| Problem |
How many lines in the material below include the word "that"? Give only the number.

| Exercise material |

//! Posts, likes and the ranking view of a post.
//!
//! [`Post`] is the stored entity as a feed store sees it. [`Candidate`] is
//! the read-only view handed to the ranker: the same post annotated with a
//! like count the caller aggregated beforehand.

use std::collections::BTreeSet;

use chrono::{DateTime, Utc};
#[cfg(feature = "serde")]
use serde::{Deserialize, Serialize};

use crate::{PostId, TagName, UserId};

/// A post as persisted by a feed store.
///
/// # Examples
/// ```
/// use chrono::{TimeZone, Utc};
/// use postfeed_core::{Post, PostId, TagName, UserId};
///
/// let created = Utc.with_ymd_and_hms(2024, 5, 1, 12, 0, 0).unwrap();
/// let post = Post::new(PostId::new(1), UserId::new(2), created)
///     .with_tags([TagName::new("rust").unwrap()]);
/// assert_eq!(post.tags.len(), 1);
/// ```
#[derive(Debug, Clone, PartialEq, Eq)]
#[cfg_attr(feature = "serde", derive(Serialize, Deserialize))]
pub struct Post {
    /// Unique identifier.
    pub id: PostId,
    /// User who wrote the post.
    pub author: UserId,
    /// Creation instant.
    pub created_at: DateTime<Utc>,
    /// Distinct tag names attached to the post.
    #[cfg_attr(feature = "serde", serde(default))]
    pub tags: BTreeSet<TagName>,
}

impl Post {
    /// Construct an untagged post.
    #[must_use]
    pub const fn new(id: PostId, author: UserId, created_at: DateTime<Utc>) -> Self {
        Self {
            id,
            author,
            created_at,
            tags: BTreeSet::new(),
        }
    }

    /// Attach tags while returning `self` for chaining. Duplicates collapse.
    #[must_use]
    pub fn with_tags<I>(mut self, tags: I) -> Self
    where
        I: IntoIterator<Item = TagName>,
    {
        self.tags.extend(tags);
        self
    }
}

/// A post eligible for ranking, annotated with its like count.
///
/// The like count must equal the number of likes referencing the post. The
/// ranker trusts it and never recounts.
///
/// # Examples
/// ```
/// use chrono::Utc;
/// use postfeed_core::{Candidate, PostId, TagName};
///
/// let candidate = Candidate::new(PostId::new(3), Utc::now())
///     .with_tags([TagName::new("python").unwrap()])
///     .with_like_count(4);
/// assert_eq!(candidate.like_count, 4);
/// assert!(candidate.author.is_none());
/// ```
#[derive(Debug, Clone, PartialEq, Eq)]
#[cfg_attr(feature = "serde", derive(Serialize, Deserialize))]
pub struct Candidate {
    /// Post identifier; the final ranking tie-break.
    pub id: PostId,
    /// Author, when the source knows it.
    #[cfg_attr(feature = "serde", serde(default))]
    pub author: Option<UserId>,
    /// Creation instant; drives recency and the secondary tie-break.
    pub created_at: DateTime<Utc>,
    /// Distinct tag names attached to the post.
    #[cfg_attr(feature = "serde", serde(default))]
    pub tags: BTreeSet<TagName>,
    /// Number of likes referencing the post.
    #[cfg_attr(feature = "serde", serde(default))]
    pub like_count: u64,
}

impl Candidate {
    /// Construct an untagged, unliked candidate with no known author.
    #[must_use]
    pub const fn new(id: PostId, created_at: DateTime<Utc>) -> Self {
        Self {
            id,
            author: None,
            created_at,
            tags: BTreeSet::new(),
            like_count: 0,
        }
    }

    /// Build the ranking view of a stored post.
    #[must_use]
    pub fn from_post(post: Post, like_count: u64) -> Self {
        Self {
            id: post.id,
            author: Some(post.author),
            created_at: post.created_at,
            tags: post.tags,
            like_count,
        }
    }

    /// Attach tags while returning `self` for chaining. Duplicates collapse.
    #[must_use]
    pub fn with_tags<I>(mut self, tags: I) -> Self
    where
        I: IntoIterator<Item = TagName>,
    {
        self.tags.extend(tags);
        self
    }

    /// Set the like count while returning `self` for chaining.
    #[must_use]
    pub const fn with_like_count(mut self, like_count: u64) -> Self {
        self.like_count = like_count;
        self
    }

    /// Record the author while returning `self` for chaining.
    #[must_use]
    pub const fn authored_by(mut self, author: UserId) -> Self {
        self.author = Some(author);
        self
    }
}

/// A user's like of a post. At most one like exists per pair.
#[derive(Debug, Clone, Copy, PartialEq, Eq, PartialOrd, Ord, Hash)]
#[cfg_attr(feature = "serde", derive(Serialize, Deserialize))]
pub struct Like {
    /// User who liked the post.
    pub user: UserId,
    /// Post that was liked.
    pub post: PostId,
}

impl Like {
    /// Construct a like.
    #[must_use]
    pub const fn new(user: UserId, post: PostId) -> Self {
        Self { user, post }
    }
}
//! Focused unit tests covering feed CLI configuration, loading and output.

use std::collections::HashMap;

use camino::Utf8PathBuf;
use chrono::{TimeZone, Utc};
use ortho_config::MergeComposer;
use postfeed_core::{FeedStore, PostId, UserId};
use postfeed_scorer::{DEFAULT_LIMIT, Pagination, RankingConfigError};
use rstest::rstest;
use serde_json::json;

use super::helpers::{
    DEFAULT_ORDER, READER, REFERENCE_NOW, Workspace, ids, write_sample_snapshot, write_utf8,
};
use super::*;
use crate::feed::{
    FeedArgs, FeedConfig, FeedOutput, FeedSource, Snapshot, WeightOverrides,
    config_from_layers_for_test, execute_feed, load_snapshot, run_feed_with,
};

fn snapshot_args(path: &Utf8PathBuf) -> FeedArgs {
    FeedArgs {
        user: Some(READER),
        snapshot: Some(path.clone()),
        now: Some(REFERENCE_NOW.to_owned()),
        ..FeedArgs::default()
    }
}

fn env_from(pairs: &[(&str, &str)]) -> impl Fn(&str) -> Option<String> {
    let map: HashMap<String, String> = pairs
        .iter()
        .map(|(name, value)| ((*name).to_owned(), (*value).to_owned()))
        .collect();
    move |name| map.get(name).cloned()
}

fn no_env(_name: &str) -> Option<String> {
    None
}

#[rstest]
fn converting_without_user_errors() {
    let args = FeedArgs {
        user: None,
        snapshot: Some(Utf8PathBuf::from("feed.json")),
        ..FeedArgs::default()
    };
    let err = FeedConfig::try_from(args).expect_err("missing user should error");
    match err {
        CliError::MissingArgument { field, env } => {
            assert_eq!(field, ARG_USER);
            assert_eq!(env, ENV_USER);
        }
        other => panic!("expected MissingArgument, found {other:?}"),
    }
}

#[rstest]
fn converting_without_source_errors() {
    let args = FeedArgs {
        user: Some(READER),
        ..FeedArgs::default()
    };
    let err = FeedConfig::try_from(args).expect_err("missing source should error");
    assert_eq!(
        err.to_string(),
        "missing feed source (set --snapshot or POSTFEED_CMDS_FEED_SNAPSHOT, \
         or --feed-db or POSTFEED_CMDS_FEED_FEED_DB)"
    );
    match err {
        CliError::MissingSource {
            snapshot_env,
            feed_db_env,
        } => {
            assert_eq!(snapshot_env, ENV_SNAPSHOT);
            assert_eq!(feed_db_env, ENV_FEED_DB);
        }
        other => panic!("expected MissingSource, found {other:?}"),
    }
}

#[rstest]
fn converting_with_both_sources_errors() {
    let args = FeedArgs {
        user: Some(READER),
        snapshot: Some(Utf8PathBuf::from("feed.json")),
        feed_db: Some(Utf8PathBuf::from("feed.db")),
        ..FeedArgs::default()
    };
    let err = FeedConfig::try_from(args).expect_err("two sources should error");
    assert!(matches!(err, CliError::ConflictingSources), "found {err:?}");
}

#[rstest]
#[case("yesterday")]
#[case("2024-06-01 12:00")]
fn converting_with_malformed_now_errors(#[case] raw: &str) {
    let args = FeedArgs {
        now: Some(raw.to_owned()),
        ..snapshot_args(&Utf8PathBuf::from("feed.json"))
    };
    let err = FeedConfig::try_from(args).expect_err("malformed instant should error");
    match err {
        CliError::InvalidNow { raw: found, .. } => assert_eq!(found, raw),
        other => panic!("expected InvalidNow, found {other:?}"),
    }
}

#[rstest]
fn converting_applies_defaults_and_offsets() {
    let args = FeedArgs {
        feed_db: Some(Utf8PathBuf::from("feed.db")),
        user: Some(9),
        now: Some("2024-06-01T14:00:00+02:00".to_owned()),
        limit: Some(500),
        ..FeedArgs::default()
    };
    let config = FeedConfig::try_from(args).expect("config should build");
    assert_eq!(config.user, UserId::new(9));
    assert_eq!(config.source, FeedSource::Database(Utf8PathBuf::from("feed.db")));
    assert_eq!(config.pagination, Pagination::new(0, 100));
    assert_eq!(
        config.now,
        Utc.with_ymd_and_hms(2024, 6, 1, 12, 0, 0).single()
    );
    assert_eq!(config.weights, WeightOverrides::default());
}

#[rstest]
fn default_pagination_is_first_page() {
    let config =
        FeedConfig::try_from(snapshot_args(&Utf8PathBuf::from("feed.json"))).expect("config");
    assert_eq!(config.pagination.offset(), 0);
    assert_eq!(config.pagination.limit(), DEFAULT_LIMIT);
}

#[rstest]
fn validate_sources_reports_missing_files() {
    let workspace = Workspace::new();
    let config = FeedConfig::try_from(snapshot_args(&workspace.root.join("absent.json")))
        .expect("config should build");
    let err = config.validate_sources().expect_err("expected failure");
    match err {
        CliError::MissingSourceFile { field, .. } => assert_eq!(field, ARG_SNAPSHOT),
        other => panic!("expected MissingSourceFile, found {other:?}"),
    }
}

#[rstest]
fn validate_sources_rejects_directories() {
    let workspace = Workspace::new();
    let args = FeedArgs {
        user: Some(READER),
        feed_db: Some(workspace.root.clone()),
        ..FeedArgs::default()
    };
    let config = FeedConfig::try_from(args).expect("config should build");
    let err = config.validate_sources().expect_err("expected failure");
    match err {
        CliError::SourcePathNotFile { field, path } => {
            assert_eq!(field, ARG_FEED_DB);
            assert_eq!(path, workspace.root);
        }
        other => panic!("expected SourcePathNotFile, found {other:?}"),
    }
}

#[rstest]
fn weight_overrides_take_precedence_over_environment() {
    let overrides = WeightOverrides {
        popularity: Some(5.0),
        ..WeightOverrides::default()
    };
    let config = overrides
        .resolve(env_from(&[
            ("WEIGHT_POPULARITY", "0.9"),
            ("WEIGHT_AFFINITY", "0.7"),
        ]))
        .expect("valid configuration");
    assert_eq!(config.weights.popularity, 5.0);
    assert_eq!(config.weights.affinity, 0.7);
    assert_eq!(config.weights.recency, 0.5);
    assert_eq!(config.recency_lambda, 0.05);
}

#[rstest]
fn invalid_overrides_surface_ranking_errors() {
    let workspace = Workspace::new();
    let path = workspace.root.join("feed.json");
    write_sample_snapshot(&path);
    let mut config = FeedConfig::try_from(snapshot_args(&path)).expect("config should build");
    config.weights.recency_lambda = Some(-1.0);
    let err = execute_feed(&config, no_env).expect_err("negative lambda should fail");
    match err {
        CliError::RankingConfig(RankingConfigError::InvalidRecencyLambda { .. }) => {}
        other => panic!("expected RankingConfig, found {other:?}"),
    }
}

#[rstest]
fn malformed_environment_surfaces_ranking_errors() {
    let workspace = Workspace::new();
    let path = workspace.root.join("feed.json");
    write_sample_snapshot(&path);
    let config = FeedConfig::try_from(snapshot_args(&path)).expect("config should build");
    let err = execute_feed(&config, env_from(&[("RECENCY_LAMBDA", "slow")]))
        .expect_err("malformed lambda should fail");
    assert!(
        matches!(err, CliError::RankingConfig(RankingConfigError::Parse { .. })),
        "found {err:?}"
    );
}

#[rstest]
fn snapshot_store_keeps_last_duplicate_and_ignores_unknown_likes() {
    let snapshot: Snapshot = serde_json::from_value(json!({
        "posts": [
            { "id": 5, "author": 2, "created_at": "2024-06-01T08:00:00Z", "tags": ["go"] },
            { "id": 5, "author": 2, "created_at": "2024-06-01T09:00:00Z", "tags": ["rust"] }
        ],
        "likes": [
            { "user": 1, "post": 5 },
            { "user": 1, "post": 5 },
            { "user": 1, "post": 99 }
        ]
    }))
    .expect("snapshot should decode");
    let store = snapshot.into_store();
    assert_eq!(store.post_count(), 1);
    assert_eq!(store.like_count(PostId::new(5)), 1);
    let liked = store.liked_tags(UserId::new(READER)).expect("infallible");
    let names: Vec<&str> = liked.iter().map(|tag| tag.as_str()).collect();
    assert_eq!(names, vec!["rust"]);
}

#[rstest]
fn snapshot_without_likes_decodes() {
    let snapshot: Snapshot =
        serde_json::from_value(json!({ "posts": [] })).expect("snapshot should decode");
    assert!(snapshot.likes.is_empty());
}

#[rstest]
fn load_snapshot_reports_io_and_json_errors() {
    let workspace = Workspace::new();
    let missing = workspace.root.join("missing.json");
    match load_snapshot(&missing).expect_err("missing snapshot should error") {
        CliError::ReadSnapshot { path, .. } => assert_eq!(path, missing),
        other => panic!("expected ReadSnapshot, found {other:?}"),
    }

    let broken = workspace.root.join("broken.json");
    write_utf8(&broken, b"{ not json");
    match load_snapshot(&broken).expect_err("broken snapshot should error") {
        CliError::ParseSnapshot { path, .. } => assert_eq!(path, broken),
        other => panic!("expected ParseSnapshot, found {other:?}"),
    }

    let blank_tag = workspace.root.join("blank-tag.json");
    write_utf8(
        &blank_tag,
        br#"{"posts":[{"id":1,"author":2,"created_at":"2024-06-01T08:00:00Z","tags":["  "]}]}"#,
    );
    assert!(matches!(
        load_snapshot(&blank_tag),
        Err(CliError::ParseSnapshot { .. })
    ));
}

#[rstest]
fn snapshot_feed_excludes_own_posts_and_ranks() {
    let workspace = Workspace::new();
    let path = workspace.root.join("feed.json");
    write_sample_snapshot(&path);
    let config = FeedConfig::try_from(snapshot_args(&path)).expect("config should build");
    let page = execute_feed(&config, no_env).expect("feed should rank");
    let output = FeedOutput::from(page);
    assert_eq!(output.count, 4);
    assert_eq!(ids(&output), DEFAULT_ORDER.to_vec());
}

#[rstest]
fn run_feed_writes_pretty_json_page() {
    let workspace = Workspace::new();
    let path = workspace.root.join("feed.json");
    write_sample_snapshot(&path);
    let args = FeedArgs {
        limit: Some(1),
        ..snapshot_args(&path)
    };
    let mut buffer = Vec::new();
    run_feed_with(args, no_env, &mut buffer).expect("feed should print");

    let stdout = String::from_utf8(buffer).expect("stdout utf-8");
    assert!(stdout.ends_with("}\n"));
    assert!(stdout.contains("\n  \"count\": 4"));
    let output: FeedOutput = serde_json::from_str(&stdout).expect("output should be JSON");
    let entry = output.results.first().expect("one entry");
    assert_eq!(output.results.len(), 1);
    assert_eq!(entry.id, PostId::new(1));
    assert_eq!(entry.author, Some(UserId::new(2)));
    assert_eq!(entry.like_count, 0);
    assert!(entry.tags.iter().any(|tag| tag.as_str() == "django"));
    assert!(entry.score > 0.0);
}

#[rstest]
fn merge_layers_maps_configuration_errors() {
    let mut composer = MergeComposer::new();
    composer.push_cli(json!({ "user": "not-a-number" }));

    let err = config_from_layers_for_test(composer.layers())
        .expect_err("invalid config layer should map to CliError::Configuration");
    match err {
        CliError::Configuration(_) => {}
        other => panic!("expected CliError::Configuration, found {other:?}"),
    }
}

#[rstest]
fn merge_layers_honours_precedence() {
    let mut composer = MergeComposer::new();
    composer.push_file(
        json!({
            "user": 7,
            "limit": 5,
            "weight_affinity": 0.4,
        }),
        None,
    );
    composer.push_environment(json!({
        "snapshot": "from-env.json",
        "weight_affinity": 0.6,
    }));
    composer.push_cli(json!({
        "user": 1,
    }));

    let config =
        config_from_layers_for_test(composer.layers()).expect("merged config should build");
    assert_eq!(config.user, UserId::new(1));
    assert_eq!(
        config.source,
        FeedSource::Snapshot(Utf8PathBuf::from("from-env.json"))
    );
    assert_eq!(config.pagination, Pagination::new(0, 5));
    assert_eq!(config.weights.affinity, Some(0.6));
}

#[cfg(feature = "store-sqlite")]
#[rstest]
fn database_feed_matches_snapshot_feed() {
    use super::helpers::write_sample_database;

    let workspace = Workspace::new();
    let path = workspace.root.join("feed.db");
    write_sample_database(&path);
    let args = FeedArgs {
        user: Some(READER),
        feed_db: Some(path),
        now: Some(REFERENCE_NOW.to_owned()),
        ..FeedArgs::default()
    };
    let config = FeedConfig::try_from(args).expect("config should build");
    config.validate_sources().expect("database exists");
    let output = FeedOutput::from(execute_feed(&config, no_env).expect("feed should rank"));
    assert_eq!(output.count, 4);
    assert_eq!(ids(&output), DEFAULT_ORDER.to_vec());
    let liked = output
        .results
        .iter()
        .find(|entry| entry.id == PostId::new(3))
        .expect("popular post ranked");
    assert_eq!(liked.like_count, 2);
}

#[cfg(feature = "store-sqlite")]
#[rstest]
fn unreadable_database_surfaces_store_errors() {
    let workspace = Workspace::new();
    let path = workspace.root.join("feed.db");
    write_utf8(&path, b"this is not a sqlite database");
    let args = FeedArgs {
        user: Some(READER),
        feed_db: Some(path),
        now: Some(REFERENCE_NOW.to_owned()),
        ..FeedArgs::default()
    };
    let config = FeedConfig::try_from(args).expect("config should build");
    let err = execute_feed(&config, no_env).expect_err("garbage database should fail");
    assert!(matches!(err, CliError::FeedStore(_)), "found {err:?}");
}
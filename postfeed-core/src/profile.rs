//! Tag-weight profiles: a user's inferred interests as a distribution over
//! tag names.
//!
//! A profile is built from every tag occurrence across the posts a user has
//! liked. Weights are occurrence counts divided by the total, so a non-empty
//! profile sums to `1.0`. Lookups for unknown tags return `0.0`.

use std::collections::BTreeMap;

use crate::TagName;

/// Normalised tag interests for one user.
///
/// # Examples
/// ```
/// use postfeed_core::{TagName, TagWeightProfile};
///
/// let django = TagName::new("django").unwrap();
/// let python = TagName::new("python").unwrap();
/// let profile =
///     TagWeightProfile::from_occurrences([django.clone(), django, python]);
/// assert!((profile.weight("django") - 2.0 / 3.0).abs() < 1e-12);
/// assert_eq!(profile.weight("rust"), 0.0);
/// ```
#[derive(Debug, Clone, PartialEq, Default)]
pub struct TagWeightProfile {
    weights: BTreeMap<TagName, f64>,
}

impl TagWeightProfile {
    /// Construct an empty profile: every lookup yields `0.0`.
    #[must_use]
    pub fn new() -> Self {
        Self::default()
    }

    /// Build a profile from tag occurrences, one item per (liked post, tag).
    ///
    /// The denominator is clamped to `1` so an empty input yields an empty
    /// profile rather than dividing by zero.
    #[must_use]
    #[expect(
        clippy::float_arithmetic,
        clippy::cast_precision_loss,
        reason = "normalising occurrence counts into weights needs float division"
    )]
    pub fn from_occurrences<I>(occurrences: I) -> Self
    where
        I: IntoIterator<Item = TagName>,
    {
        let mut counts: BTreeMap<TagName, u64> = BTreeMap::new();
        for tag in occurrences {
            *counts.entry(tag).or_default() += 1;
        }
        let total = counts.values().sum::<u64>().max(1) as f64;
        let weights = counts
            .into_iter()
            .map(|(tag, count)| (tag, count as f64 / total))
            .collect();
        Self { weights }
    }

    /// Return the weight for a tag name, or `0.0` when absent.
    #[must_use]
    pub fn weight(&self, tag: &str) -> f64 {
        self.weights.get(tag).copied().unwrap_or(0.0)
    }

    /// Return the weight for a tag name, if the user has encountered it.
    #[must_use]
    pub fn get(&self, tag: &str) -> Option<f64> {
        self.weights.get(tag).copied()
    }

    /// Number of distinct tags in the profile.
    #[must_use]
    pub fn len(&self) -> usize {
        self.weights.len()
    }

    /// Report whether the user has no tag interests at all.
    #[must_use]
    pub fn is_empty(&self) -> bool {
        self.weights.is_empty()
    }

    /// Iterate over `(tag, weight)` pairs in tag-name order.
    pub fn iter(&self) -> impl Iterator<Item = (&TagName, f64)> {
        self.weights.iter().map(|(tag, weight)| (tag, *weight))
    }

    /// Sum of all weights: `1.0` (within rounding) or `0.0` when empty.
    #[must_use]
    pub fn total_weight(&self) -> f64 {
        self.weights.values().sum()
    }
}

#[cfg(test)]
mod tests {
    use super::*;
    use rstest::rstest;

    const TOLERANCE: f64 = 1e-12;

    fn tags(names: &[&str]) -> Vec<TagName> {
        names
            .iter()
            .map(|name| TagName::new(*name).expect("valid tag"))
            .collect()
    }

    #[rstest]
    fn empty_history_yields_empty_profile() {
        let profile = TagWeightProfile::from_occurrences(Vec::new());
        assert!(profile.is_empty());
        assert_eq!(profile.weight("django"), 0.0);
        assert_eq!(profile.total_weight(), 0.0);
    }

    #[rstest]
    #[case(&["django"], "django", 1.0)]
    #[case(&["django", "python"], "django", 0.5)]
    #[case(&["django", "django", "python", "rust"], "django", 0.5)]
    #[case(&["django", "django", "python", "rust"], "rust", 0.25)]
    #[case(&["django"], "python", 0.0)]
    fn weights_are_occurrence_shares(
        #[case] occurrences: &[&str],
        #[case] tag: &str,
        #[case] expected: f64,
    ) {
        let profile = TagWeightProfile::from_occurrences(tags(occurrences));
        assert!((profile.weight(tag) - expected).abs() < TOLERANCE);
    }

    #[rstest]
    fn weights_sum_to_one() {
        let profile =
            TagWeightProfile::from_occurrences(tags(&["a", "b", "b", "c", "c", "c", "d"]));
        assert!((profile.total_weight() - 1.0).abs() < TOLERANCE);
        assert_eq!(profile.len(), 4);
    }

    #[rstest]
    fn absent_tags_report_none() {
        let profile = TagWeightProfile::from_occurrences(tags(&["django"]));
        assert_eq!(profile.get("python"), None);
        assert_eq!(profile.get("django"), Some(1.0));
    }
}
//! Feed ranking for Postfeed.
//!
//! Three signals are blended into one score per candidate post:
//! - **Recency**: `exp(-lambda * age_hours)`, exactly `1.0` for a post
//!   created at the ranking instant.
//! - **Popularity**: `ln(1 + like_count)`, so early likes matter most.
//! - **Affinity**: the mean weight of a post's tags in the viewer's
//!   [`TagWeightProfile`](postfeed_core::TagWeightProfile), built from the
//!   tags of every post they liked.
//!
//! A small bounded tie-break term derived from the like count is added
//! before the score is rounded to six decimals. Candidates are then ordered
//! by score, creation time and id, all descending, so the id settles any
//! tie that remains.
//!
//! # Examples
//!
//! ```
//! use chrono::{Duration, Utc};
//! use postfeed_core::{Like, MemoryFeedStore, Post, PostId, TagName, UserId};
//! use postfeed_scorer::{Pagination, Ranker, assemble_feed};
//!
//! let now = Utc::now();
//! let reader = UserId::new(1);
//! let author = UserId::new(2);
//! let django = TagName::new("django").unwrap();
//! let store = MemoryFeedStore::from_parts(
//!     [
//!         Post::new(PostId::new(1), author, now - Duration::hours(1))
//!             .with_tags([django.clone()]),
//!         Post::new(PostId::new(2), author, now - Duration::hours(1)),
//!     ],
//!     [Like::new(reader, PostId::new(1))],
//! );
//! let page = assemble_feed(&Ranker::default(), &store, reader, Pagination::default(), now)
//!     .unwrap();
//! assert_eq!(page.count, 2);
//! assert_eq!(page.results[0].post.id, PostId::new(1));
//! ```

#![forbid(unsafe_code)]

mod affinity;
mod config;
mod error;
mod feed;
mod popularity;
mod ranker;
mod recency;

pub use affinity::{affinity, user_tag_profile};
pub use config::{
    DEFAULT_RECENCY_LAMBDA, ENV_RECENCY_LAMBDA, ENV_WEIGHT_AFFINITY, ENV_WEIGHT_POPULARITY,
    ENV_WEIGHT_RECENCY, RankingConfig, ScoreWeights,
};
pub use error::RankingConfigError;
pub use feed::{DEFAULT_LIMIT, FeedPage, MAX_LIMIT, Pagination, assemble_feed, paginate};
pub use popularity::popularity;
pub use ranker::{
    Ranker, SCORE_DECIMALS, ScoreBreakdown, ScoredPost, TIE_BREAK_LIKE_SCALE, round_score,
    tie_break,
};
pub use recency::{age_hours, recency_decay};
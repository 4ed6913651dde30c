//! Opaque identifiers for users and posts.
//!
//! Both identifiers wrap a `u64`. [`PostId`] ordering doubles as the final
//! ranking tie-break, so larger identifiers (newer rows) win exact ties.

use std::fmt;

#[cfg(feature = "serde")]
use serde::{Deserialize, Serialize};

/// Identifier of a post.
///
/// # Examples
/// ```
/// use postfeed_core::PostId;
///
/// let id = PostId::new(7);
/// assert_eq!(id.get(), 7);
/// assert!(PostId::new(8) > id);
/// ```
#[derive(Debug, Clone, Copy, PartialEq, Eq, PartialOrd, Ord, Hash)]
#[cfg_attr(feature = "serde", derive(Serialize, Deserialize), serde(transparent))]
pub struct PostId(u64);

impl PostId {
    /// Smallest representable identifier.
    pub const MIN: Self = Self(u64::MIN);
    /// Largest representable identifier.
    pub const MAX: Self = Self(u64::MAX);

    /// Wrap a raw identifier.
    #[must_use]
    pub const fn new(raw: u64) -> Self {
        Self(raw)
    }

    /// Return the raw identifier.
    #[must_use]
    pub const fn get(self) -> u64 {
        self.0
    }
}

impl From<u64> for PostId {
    fn from(raw: u64) -> Self {
        Self(raw)
    }
}

impl fmt::Display for PostId {
    fn fmt(&self, f: &mut fmt::Formatter<'_>) -> fmt::Result {
        self.0.fmt(f)
    }
}

/// Identifier of a user.
///
/// The ranking core never reads anything about a user beyond this value; the
/// user's interests arrive through their like history.
#[derive(Debug, Clone, Copy, PartialEq, Eq, PartialOrd, Ord, Hash)]
#[cfg_attr(feature = "serde", derive(Serialize, Deserialize), serde(transparent))]
pub struct UserId(u64);

impl UserId {
    /// Wrap a raw identifier.
    #[must_use]
    pub const fn new(raw: u64) -> Self {
        Self(raw)
    }

    /// Return the raw identifier.
    #[must_use]
    pub const fn get(self) -> u64 {
        self.0
    }
}

impl From<u64> for UserId {
    fn from(raw: u64) -> Self {
        Self(raw)
    }
}

impl fmt::Display for UserId {
    fn fmt(&self, f: &mut fmt::Formatter<'_>) -> fmt::Result {
        self.0.fmt(f)
    }
}
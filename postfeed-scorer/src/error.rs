//! Error types raised while loading or validating ranking configuration.
#![forbid(unsafe_code)]

use std::num::ParseFloatError;

use thiserror::Error;

/// Errors raised when ranking configuration is unusable.
///
/// Configuration fails fast: a ranker is never built from weights or a
/// decay rate that would silently produce nonsensical orderings.
#[derive(Debug, Clone, PartialEq, Error)]
pub enum RankingConfigError {
    /// An environment value could not be parsed as a number.
    #[error("{name}={raw:?} is not a valid number")]
    Parse {
        /// Environment variable name.
        name: &'static str,
        /// Raw value found in the environment.
        raw: String,
        /// Source error from the float parser.
        #[source]
        source: ParseFloatError,
    },
    /// A signal weight was negative or not finite.
    #[error("{name} must be finite and non-negative, got {value}")]
    InvalidWeight {
        /// Name of the offending weight.
        name: &'static str,
        /// Rejected value.
        value: f64,
    },
    /// Every signal weight was zero.
    #[error("at least one signal weight must be positive")]
    ZeroTotalWeight,
    /// The recency decay rate was negative or not finite.
    #[error("recency decay rate must be finite and non-negative, got {value}")]
    InvalidRecencyLambda {
        /// Rejected value.
        value: f64,
    },
}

| Reply to the exercise |
3